Title: GW24-e0080 Swallowing-induced AVNRT and syncope
Description:
Objectives
Swallowing-induced tachyarrhythmia (SIT) is a rare clinical supraventricular arrhythmia where premature atrial contractions (PAC) or paroxysmal supraventricular tachycardia (PAT) (i.
e atrial tachycardia AT, atrial fibrillation AF, atrioventricular tachycardia AVT, atrioventricular nodal re-entrant tachycardia AVNRT) occur frequently and reproducibly during a wet or dry swallow.
Methods
A 59-year-old female was admitted to the Department of Gastroenterology due to recurrent postprandial abdominal discomfort.
In the past week, the patient had on three occasions experienced postprandial epigastric discomfort with concomitant syncopal attack and limb convulsion.

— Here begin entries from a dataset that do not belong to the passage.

//! Configuration loading, validation, and management for autoclaw.
//!
//! Loads configuration from `~/.autoclaw/config.toml` with environment
//! variable overrides. Validates all settings at startup.

use autoclaw_core::Character;
use serde::{Deserialize, Serialize};
use std::collections::HashSet;
use std::path::{Path, PathBuf};

/// The root configuration structure.
///
/// Maps directly to `~/.autoclaw/config.toml`.
#[derive(Clone, Serialize, Deserialize)]
pub struct AppConfig {
    /// API key for the chat-completions endpoint
    #[serde(default, skip_serializing_if = "Option::is_none")]
    pub api_key: Option<String>,

    /// Base URL of an OpenAI-compatible API
    #[serde(default = "default_api_url")]
    pub api_url: String,

    /// Model used for decisions
    #[serde(default = "default_model")]
    pub model: String,

    /// Model used to describe images (falls back to `model`)
    #[serde(default, skip_serializing_if = "Option::is_none")]
    pub multimodal_model: Option<String>,

    #[serde(default = "default_temperature")]
    pub temperature: f32,

    #[serde(default = "default_max_tokens")]
    pub max_tokens: u32,

    /// Where agent state, characters and conversation logs are written
    #[serde(default, skip_serializing_if = "Option::is_none")]
    pub state_dir: Option<String>,

    /// Knowledge base configuration
    #[serde(default)]
    pub memory: MemoryConfig,

    /// Agent definitions
    #[serde(default)]
    pub agents: Vec<AgentConfig>,
}

fn default_api_url() -> String {
    "https://api.openai.com/v1".into()
}
fn default_model() -> String {
    "gpt-4o-mini".into()
}
fn default_temperature() -> f32 {
    0.7
}
fn default_max_tokens() -> u32 {
    4096
}
fn default_true() -> bool {
    true
}
//! File-backed knowledge base: persistent JSON-lines storage.
//!
//! Each line is a JSON-encoded [`KnowledgeEntry`]. Entries are loaded on
//! creation and the whole file is rewritten on every mutation.

use async_trait::async_trait;
use autoclaw_core::error::MemoryError;
use autoclaw_core::knowledge::RagDb;
use std::path::{Path, PathBuf};
use std::sync::Arc;
use tokio::sync::RwLock;
use tracing::{debug, warn};

use crate::{KnowledgeEntry, rank};

pub struct FileKnowledge {
    path: PathBuf,
    entries: Arc<RwLock<Vec<KnowledgeEntry>>>,
}

impl FileKnowledge {
    /// Open (or lazily create) the store at `path`.
    pub fn new(path: PathBuf) -> Self {
        let entries = Self::load_from_disk(&path);
        debug!(path = %path.display(), count = entries.len(), "File knowledge base loaded");
        Self {
            path,
            entries: Arc::new(RwLock::new(entries)),
        }
    }

    fn load_from_disk(path: &Path) -> Vec<KnowledgeEntry> {
        let content = match std::fs::read_to_string(path) {
            Ok(c) => c,
            Err(_) => return Vec::new(),
        };

        content
            .lines()
            .filter(|line| !line.trim().is_empty())
            .filter_map(|line| match serde_json::from_str::<KnowledgeEntry>(line) {
                Ok(entry) => Some(entry),
                Err(e) => {
                    warn!(error = %e, "Skipping corrupted knowledge entry");
                    None
                }
            })
            .collect()
    }

    async fn flush(&self, entries: &[KnowledgeEntry]) -> Result<(), MemoryError> {
        if let Some(parent) = self.path.parent() {
            tokio::fs::create_dir_all(parent).await.map_err(|e| {
                MemoryError::Storage(format!("Failed to create knowledge directory: {e}"))
            })?;
        }

        let mut content = String::new();
        for entry in entries {
            let line = serde_json::to_string(entry).map_err(|e| {
                MemoryError::Storage(format!("Failed to serialize knowledge entry: {e}"))
            })?;
            content.push_str(&line);
            content.push('\n');
        }

        tokio::fs::write(&self.path, content)
            .await
            .map_err(|e| MemoryError::Storage(format!("Failed to write knowledge file: {e}")))
    }
}

#[async_trait]
impl RagDb for FileKnowledge {
    async fn store(&self, text: &str) -> Result<(), MemoryError> {
        let mut entries = self.entries.write().await;
        let mut next = entries.clone();
        next.push(KnowledgeEntry::new(text));
        // Commit to memory only once the file agrees.
        self.flush(&next).await?;
        *entries = next;
        Ok(())
    }

    async fn search(&self, query: &str, k: usize) -> Result<Vec<String>, MemoryError> {
        let entries = self.entries.read().await;
        Ok(rank(&entries, query, k))
    }

    async fn reset(&self) -> Result<(), MemoryError> {
        let mut entries = self.entries.write().await;
        self.flush(&[]).await?;
        entries.clear();
        Ok(())
    }

    async fn count(&self) -> usize {
        self.entries.read().await.len()
    }
}
//! `autoclaw ask`: one question, one answer.

use autoclaw_agent::{Job, JobOutput};
use autoclaw_config::AppConfig;

use super::{CliResult, build_pool};

pub async fn run(config: &AppConfig, agent: &str, message: &str) -> CliResult {
    let pool = build_pool(config).await?;
    let target = pool
        .get(agent)
        .ok_or_else(|| format!("Unknown agent '{agent}' (configured: {})", pool.names().join(", ")))?;

    pool.start_all();
    eprint!("  Thinking...");
    let out = target.ask(Job::new().with_text(message)).await;
    eprint!("\r              \r");
    pool.stop_all().await;

    print_trail(&out);
    if let Some(err) = &out.error {
        return Err(format!("Job failed: {err}").into());
    }
    println!("{}", out.response);
    Ok(())
}

/// One line per executed step.
pub(crate) fn print_trail(out: &JobOutput) {
    for step in &out.state {
        eprintln!(
            "  [{}] {} -> {}",
            step.current.action.name,
            step.current.params,
            first_line(&step.result.result)
        );
    }
}

fn first_line(text: &str) -> &str {
    text.lines().next().unwrap_or_default()
}
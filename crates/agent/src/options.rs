//! Per-agent engine options.

use autoclaw_config::{AgentConfig, AppConfig};
use std::time::Duration;

/// Behaviour switches and model settings for one agent.
#[derive(Debug, Clone)]
pub struct AgentOptions {
    pub model: String,
    pub multimodal_model: Option<String>,
    pub temperature: f32,
    pub max_tokens: Option<u32>,

    pub system_prompt: Option<String>,
    pub permanent_goal: Option<String>,
    pub random_identity: bool,
    pub identity_guidance: Option<String>,

    /// Interval between autonomous runs. Zero disables them.
    pub periodic_runs: Duration,
    pub standalone_job: bool,
    pub initiate_conversations: bool,
    pub can_plan: bool,
    pub can_stop_itself: bool,
    pub enable_hud: bool,
    pub show_character: bool,
    pub force_reasoning: bool,

    pub enable_evaluation: bool,
    pub max_evaluation_loops: u32,

    /// Attempts per decision, including the first.
    pub max_retries: u32,
    /// Decision turns allowed per job.
    pub max_turns: u32,
    /// Identical calls tolerated before forcing a reply. Zero disables.
    pub loop_detection: usize,

    pub enable_kb: bool,
    pub kb_results: usize,
    pub long_term_memory: bool,
}

impl Default for AgentOptions {
    fn default() -> Self {
        Self {
            model: "gpt-4o-mini".into(),
            multimodal_model: None,
            temperature: 0.7,
            max_tokens: None,
            system_prompt: None,
            permanent_goal: None,
            random_identity: false,
            identity_guidance: None,
            periodic_runs: Duration::from_secs(600),
            standalone_job: false,
            initiate_conversations: false,
            can_plan: false,
            can_stop_itself: false,
            enable_hud: false,
            show_character: false,
            force_reasoning: false,
            enable_evaluation: false,
            max_evaluation_loops: 2,
            max_retries: 5,
            max_turns: 25,
            loop_detection: 0,
            enable_kb: false,
            kb_results: 5,
            long_term_memory: false,
        }
    }
}

impl AgentOptions {
    pub fn from_config(app: &AppConfig, agent: &AgentConfig) -> Self {
        Self {
            model: app.model.clone(),
            multimodal_model: app.multimodal_model.clone(),
            temperature: app.temperature,
            max_tokens: Some(app.max_tokens),
            system_prompt: agent.system_prompt.clone(),
            permanent_goal: agent.permanent_goal.clone(),
            random_identity: agent.random_identity,
            identity_guidance: agent.identity_guidance.clone(),
            periodic_runs: Duration::from_secs(agent.periodic_runs_secs),
            standalone_job: agent.standalone_job,
            initiate_conversations: agent.initiate_conversations,
            can_plan: agent.can_plan,
            can_stop_itself: agent.can_stop_itself,
            enable_hud: agent.enable_hud,
            show_character: agent.show_character,
            force_reasoning: agent.force_reasoning,
            enable_evaluation: agent.enable_evaluation,
            max_evaluation_loops: agent.max_evaluation_loops,
            max_retries: agent.max_retries,
            max_turns: agent.max_turns,
            loop_detection: agent.loop_detection as usize,
            enable_kb: agent.enable_kb,
            kb_results: agent.kb_results,
            long_term_memory: agent.long_term_memory,
        }
    }

    /// Whether the run loop should fire autonomous jobs.
    pub fn autonomous(&self) -> bool {
        self.standalone_job && !self.periodic_runs.is_zero()
    }
}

Each event last around two min and the patient recovered spontaneously.
Results
The mechanisms behind swallowing-induced tachycardia are not clearly understood; most cases had no history of cardiac or esophageal diseases.
Disturbed peristalsis has been proposed to induce tachycardia as stimulation of the anterior esophageal wall has been shown to consistently trigger tachydysrhythmia
Conclusions
In conclusion, we report a case of syncopal SVNRT which was initiated by swallowing-induced premature atrial contractions where radiofrequecy ablation was an effective way to treat symptomatic SVNRT induced by swallowing.
We propose that swallowing-induced SVT is associated with changes in autonomic nerve tone.